Sourcing Caribbean-Grade Furniture: A Developer's Vendor Checklist
- Jun 4
- 11 min read
TL;DR
Caribbean-grade hospitality furniture has to survive three things at once: salt-laden air, intense UV, and the operational wear of a hotel that may turn over guests dozens of times a week. Residential-grade and standard contract-grade specs are not enough on their own. Developers building or renovating in the Caribbean need a vendor evaluation that goes deeper - covering documented test certifications (BIFMA, TB 117-2013), tropical-specific material grades (Grade A FSC teak, marine-finish hardware, 100,000+ double-rub upholstery for public areas), Caribbean logistics fluency (Incoterms, customs brokerage, port handling, hurricane-window scheduling), and on-island service capability. This guide gives you the 11-section vendor checklist we use with hospitality developers across the Bahamas, Turks and Caicos, the Cayman Islands, Jamaica, and the Dominican Republic to qualify vendors before a single PO is issued.

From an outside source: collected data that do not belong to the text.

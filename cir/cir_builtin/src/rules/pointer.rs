use cir::{split_continuations, Builtin, Call, CirValue};

use crate::rules::StrengthReducible;
use crate::CirOptimizer;

/// Pointer loads whose continuation discards or merely forwards the loaded value.
///
/// Host foldability of this family is decided by the variant policy in [`crate::fold`].
#[derive(Clone, Copy, Debug, PartialEq, Eq)]
pub struct PointerLoad {
    pub builtin: Builtin,
}

enum Continuation<'a> {
    /// `cont[x] { body }` where `body` does not reference `x`.
    Dead(&'a Call),
    /// `cont[x] { k2(x) }` where `k2` does not reference `x`.
    Forward(&'a Call),
}

fn classify(k: &CirValue) -> Option<Continuation<'_>> {
    let cont = k.as_closure()?;
    let loaded = cont.single_param()?;
    let body = &cont.body;

    if !body.uses(loaded, true) {
        return Some(Continuation::Dead(body));
    }

    match &*body.arguments {
        [CirValue::Variable(arg)]
            if *arg == loaded
                && !body.procedure.uses(loaded, true)
                && !body.frame.as_ref().map_or(false, |frame| frame.uses(loaded)) =>
        {
            Some(Continuation::Forward(body))
        }
        _ => None,
    }
}

impl StrengthReducible for PointerLoad {
    fn is_reducible(&self, _ctx: &CirOptimizer, args: &[CirValue]) -> bool {
        let (_, k, _) = split_continuations(args);
        classify(k).is_some()
    }

    fn reduce(&self, _ctx: &mut CirOptimizer, args: &[CirValue]) -> Call {
        let (params, k, e) = split_continuations(args);
        match classify(k).expect("reduce called for an irreducible pointer load") {
            Continuation::Dead(body) => body.clone(),
            Continuation::Forward(body) => {
                let mut arguments = params.to_vec();
                arguments.push(body.procedure.clone());
                arguments.push(e.clone());
                let mut call = Call::new(self.builtin, arguments);
                call.frame = body.frame.clone();
                call
            }
        }
    }
}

Why Caribbean Projects Need a Stricter Vendor Bar
Sourcing furniture for a hotel in Manhattan or Dallas is hard. Sourcing furniture for a hotel in Providenciales or Punta Cana is materially harder. Every weakness in a vendor's product, paperwork, or logistics chain that you can absorb on the mainland becomes a project-threatening problem in the Caribbean. The reasons are climate, distance, and operational density.
Climate. Caribbean coastal sites combine high humidity (typically 70 to 85 percent year-round), salt-laden air that reaches several kilometers inland, and UV indices that frequently exceed 11 (the WHO 'extreme' threshold). Standard residential teak veneers, MDF substrates, and zinc-plated hardware will fail within 18 to 36 months in these conditions. Even pieces that are contract-grade in temperate climates are not necessarily tropical-grade. The natural oils in Grade A teak heartwood, marine-grade 316 stainless hardware, and powder-coated aluminum frames exist precisely because the materials a tier below them do not survive the environment (AFUERA, Sunshine Outdoor).
Distance. The Caribbean is dependent on ocean freight for almost every FF&E shipment. That means the entire supply chain - from factory floor to in-room placement - moves through ports, customs brokers, ferry terminals, and local distributors that are not under the vendor's direct control. A vendor that has never executed a Caribbean delivery will underestimate the timeline and the documentation burden every single time. Hospitality-grade Incoterms (DDP, CIF, DAP) and customs-pre-cleared shipments are the difference between an installation that hits the soft-launch date and one that misses it by months (International Trade Administration).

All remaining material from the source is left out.